START Source records

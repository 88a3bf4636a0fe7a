use colored::Colorize;
use comfy_table::{Cell, CellAlignment, Table};

use crate::cli::{open_dataset, FilterArgs};
use crate::error::{FinboardError, Result};
use crate::fmt::DisplayFormat;
use crate::presentation::{describe_selection, BarChartSpec, Dashboard};

pub fn run(
    workbook: Option<&str>,
    filters: &FilterArgs,
    json: bool,
    page: Option<usize>,
) -> Result<()> {
    let (settings, dataset) = open_dataset(workbook)?;
    let selection = filters.selection(&dataset)?;
    let view = dataset.recompute(&selection, &settings.format);

    if json {
        println!("{}", serde_json::to_string_pretty(&view)?);
        return Ok(());
    }

    println!("{}", format!("Dashboard \u{2014} {}", describe_selection(&selection)).bold());
    println!();
    println!("{}", kpi_table(&view));
    println!();
    println!("{}\n{}", view.category_chart.title.bold(), chart_table(&view.category_chart, &settings.format));
    println!();
    println!("{}\n{}", view.month_chart.title.bold(), chart_table(&view.month_chart, &settings.format));
    println!();

    let size = settings.page_size;
    let rows = match page {
        Some(0) => return Err(FinboardError::Other("Pages start at 1".into())),
        Some(p) => {
            if p > view.page_count(size) {
                return Err(FinboardError::Other(format!(
                    "Page {p} is out of range (1-{})",
                    view.page_count(size)
                )));
            }
            view.page(p - 1, size)
        }
        None => &view.table[..],
    };
    let mut table = Table::new();
    table.set_header(vec!["Date", "Kind", "Supplier", "Account Category", "Value"]);
    for r in rows {
        table.add_row(vec![
            Cell::new(&r.date),
            Cell::new(r.kind.label()),
            Cell::new(r.supplier.as_deref().unwrap_or("")),
            Cell::new(r.category.as_deref().unwrap_or("")),
            Cell::new(settings.format.amount(r.value)).set_alignment(CellAlignment::Right),
        ]);
    }
    let heading = match page {
        Some(p) => format!(
            "Transactions (page {p} of {}, {} rows)",
            view.page_count(size),
            view.table.len()
        ),
        None => format!("Transactions ({} rows)", view.table.len()),
    };
    println!("{}\n{table}", heading.bold());
    Ok(())
}

fn kpi_table(view: &Dashboard) -> Table {
    let mut table = Table::new();
    table.set_header(vec!["Receipts", "Payments", "Margin"]);
    let margin = if view.totals.margin.is_sign_negative() && !view.totals.margin.is_zero() {
        view.kpis.margin.red().bold()
    } else {
        view.kpis.margin.green().bold()
    };
    table.add_row(vec![
        Cell::new(&view.kpis.receipts),
        Cell::new(&view.kpis.payments),
        Cell::new(margin),
    ]);
    table
}

fn chart_table(chart: &BarChartSpec, fmt: &DisplayFormat) -> Table {
    let mut table = Table::new();
    table.set_header(vec![chart.category_axis.as_str(), chart.value_axis.as_str()]);
    for bar in &chart.bars {
        let value = if bar.empty {
            "\u{2014}".to_string()
        } else {
            fmt.money(bar.value)
        };
        table.add_row(vec![
            Cell::new(&bar.label),
            Cell::new(value).set_alignment(CellAlignment::Right),
        ]);
    }
    table
}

END Source records

* What to work on
Each line of the records should be repeated exactly as it stands.

* Written response
repository 88a3bf4636a0fe7a
use colored::Colorize;
use comfy_table::{Cell, CellAlignment, Table};

use crate::cli::{open_dataset, FilterArgs};
use crate::error::{FinboardError, Result};
use crate::fmt::DisplayFormat;
use crate::presentation::{describe_selection, BarChartSpec, Dashboard};

pub fn run(
    workbook: Option<&str>,
    filters: &FilterArgs,
    json: bool,
    page: Option<usize>,
) -> Result<()> {
    let (settings, dataset) = open_dataset(workbook)?;
    let selection = filters.selection(&dataset)?;
    let view = dataset.recompute(&selection, &settings.format);

    if json {
        println!("{}", serde_json::to_string_pretty(&view)?);
        return Ok(());
    }

    println!("{}", format!("Dashboard \u{2014} {}", describe_selection(&selection)).bold());
    println!();
    println!("{}", kpi_table(&view));
    println!();
    println!("{}\n{}", view.category_chart.title.bold(), chart_table(&view.category_chart, &settings.format));
    println!();
    println!("{}\n{}", view.month_chart.title.bold(), chart_table(&view.month_chart, &settings.format));
    println!();

    let size = settings.page_size;
    let rows = match page {
        Some(0) => return Err(FinboardError::Other("Pages start at 1".into())),
        Some(p) => {
            if p > view.page_count(size) {
                return Err(FinboardError::Other(format!(
                    "Page {p} is out of range (1-{})",
                    view.page_count(size)
                )));
            }
            view.page(p - 1, size)
        }
        None => &view.table[..],
    };
    let mut table = Table::new();
    table.set_header(vec!["Date", "Kind", "Supplier", "Account Category", "Value"]);
    for r in rows {
        table.add_row(vec![
            Cell::new(&r.date),
            Cell::new(r.kind.label()),
            Cell::new(r.supplier.as_deref().unwrap_or("")),
            Cell::new(r.category.as_deref().unwrap_or("")),
            Cell::new(settings.format.amount(r.value)).set_alignment(CellAlignment::Right),
        ]);
    }
    let heading = match page {
        Some(p) => format!(
            "Transactions (page {p} of {}, {} rows)",
            view.page_count(size),
            view.table.len()
        ),
        None => format!("Transactions ({} rows)", view.table.len()),
    };
    println!("{}\n{table}", heading.bold());
    Ok(())
}

fn kpi_table(view: &Dashboard) -> Table {
    let mut table = Table::new();
    table.set_header(vec!["Receipts", "Payments", "Margin"]);
    let margin = if view.totals.margin.is_sign_negative() && !view.totals.margin.is_zero() {
        view.kpis.margin.red().bold()
    } else {
        view.kpis.margin.green().bold()
    };
    table.add_row(vec![
        Cell::new(&view.kpis.receipts),
        Cell::new(&view.kpis.payments),
        Cell::new(margin),
    ]);
    table
}

fn chart_table(chart: &BarChartSpec, fmt: &DisplayFormat) -> Table {
    let mut table = Table::new();
    table.set_header(vec![chart.category_axis.as_str(), chart.value_axis.as_str()]);
    for bar in &chart.bars {
        let value = if bar.empty {
            "\u{2014}".to_string()
        } else {
            fmt.money(bar.value)
        };
        table.add_row(vec![
            Cell::new(&bar.label),
            Cell::new(value).set_alignment(CellAlignment::Right),
        ]);
    }
    table
}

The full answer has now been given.